In 1981, police documented 150 street gangs in Phoenix alone. About 85 percent were Hispanic, 10 percent black and 5 percent white. Now, nearly two decades later, police say there are more than 300 gangs on record in Phoenix, although only about three dozen pose any criminal threat.

The west and south sides of Phoenix, not coincidentally the poorest and most overlooked areas of town, have been the predominant turf of Valley gangs. Mesa, Chandler and Tempe also have pockets of primarily Hispanic gangs that have taken root.

The street gangs flourished as the old neighborhoods fell apart. Carter chalks it up to the inevitable decline that comes when a community falls on hard economic times.

Longtime residents move out; the new arrivals are poorer. "They had no real connection to the neighborhood and what it stood for," Carter says. "So instead of having pride in the neighborhood, it became what can we take from the neighborhood."

The transformation first became apparent to law enforcement in about the mid-1970s.

In the summer of 1977, Phoenix began experiencing "a type of violence never before seen in the history of the city," one detective recalls.

But it took police leaders almost 10 years -- until 1989 -- to finally acknowledge what the cops on the street had been saying for years. Police officialdom's blinders to gang violence paralleled that of the city's leaders, who were continuing to withhold money for after-school and youth programs on campuses.

"Back in the early '80s, we would get in trouble if we used the word 'gangs,'" says police Commander Mike McCort, who in the mid-'90s specialized in gang enforcement. "The position of the city and the position of the executive of the police department was, 'We don't have a gang problem. We have these juvenile youths out there but we don't have gangs,' despite the fact that we were bringing in evidence to show them."

So in 1979, Phoenix police formed the "juvenile crime reduction unit." It was run out of the community relations bureau. Street officers called it the gang squad.

Detectives Terry Morris and Tom Gabriel, longtime partners, signed on to the squad in 1980 and stayed for about four years. Morris is still a Phoenix detective; Gabriel retired from the department a few weeks ago.

They say much of the focus was on trying to get kids into rehabilitation programs or getting help for families.

"But we were finding three generations of gang members," Gabriel says. "We knew then if we were trying to change the family, it wasn't going to change."

In 1981, according to police reports, 885 gang members were arrested on charges ranging from minor crimes to murder. Police reported nine gang-related homicides that year and 692 other street-gang offenses.

Carter, who in those days was a probation officer working the Garfield and Ninth Street areas, says things calmed down for a while after a lot of gang members went to prison.

What police focus there had been on gangs tapered off, she says.

But the respite from violence was short-lived. Within a few years, some gang leaders had finished prison sentences and returned to their old neighborhoods smarter and tougher from what they'd learned in prison, she says.

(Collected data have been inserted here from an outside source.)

//! Deduplicated job queues and their worker pool.
//!
//! Reconciliation work arrives as jobs keyed by a deterministic context
//! string. While a job with a given key is still pending, enqueueing the same
//! key is a no-op, so a burst of unrelated events revalidating the same order
//! collapses into a single run. Delivery is at-least-once: handlers must be
//! idempotent.

use async_trait::async_trait;
use thiserror::Error;

pub mod implementations {
	pub mod memory;
}

pub mod worker;

pub use implementations::memory::MemoryQueue;
pub use worker::{WorkerConfig, WorkerPool};

#[derive(Debug, Error)]
pub enum QueueError {
	#[error("Queue is closed")]
	Closed,
	#[error("Backend error: {0}")]
	Backend(String),
}

/// How a handler failure should be treated by the worker pool.
#[derive(Debug, Error)]
pub enum JobError {
	/// Transient failure; the job is retried with backoff until the attempt
	/// budget runs out.
	#[error("Retryable: {0}")]
	Retryable(String),
	/// Permanent failure; the job goes straight to the dead letter list.
	#[error("Fatal: {0}")]
	Fatal(String),
}

/// A unit of queued work.
#[derive(Debug, Clone)]
pub struct Job<T> {
	/// Dedup key; at most one pending job per id.
	pub id: String,
	pub payload: T,
	/// Completed delivery attempts.
	pub attempts: u32,
}

/// Producer side of a queue.
#[async_trait]
pub trait JobQueue<T: Send + 'static>: Send + Sync {
	/// Enqueues unless a job with the same id is already pending. Returns
	/// whether the job was actually added.
	async fn enqueue(&self, id: String, payload: T) -> Result<bool, QueueError>;

	/// Enqueues a batch, returning how many survived deduplication.
	async fn enqueue_bulk(&self, jobs: Vec<(String, T)>) -> Result<usize, QueueError>;
}

/// Handler invoked by the worker pool for each dequeued job.
#[async_trait]
pub trait JobHandler<T>: Send + Sync {
	async fn handle(&self, payload: &T) -> Result<(), JobError>;
}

"When they got out of prison, we had a real problem to deal with," Carter says. "They were more sophisticated, they had more connections. They'd learned how to run the gangs as a business."

At about the same time, 1987 and 1988, the black California gang influence was hitting the Valley. Police, mainly through traffic stops and asking for identification, began documenting California gang members primarily associated with factions of the notorious Crips gang. Ferrero and others say the gangs were intent on expanding their drug markets into Arizona.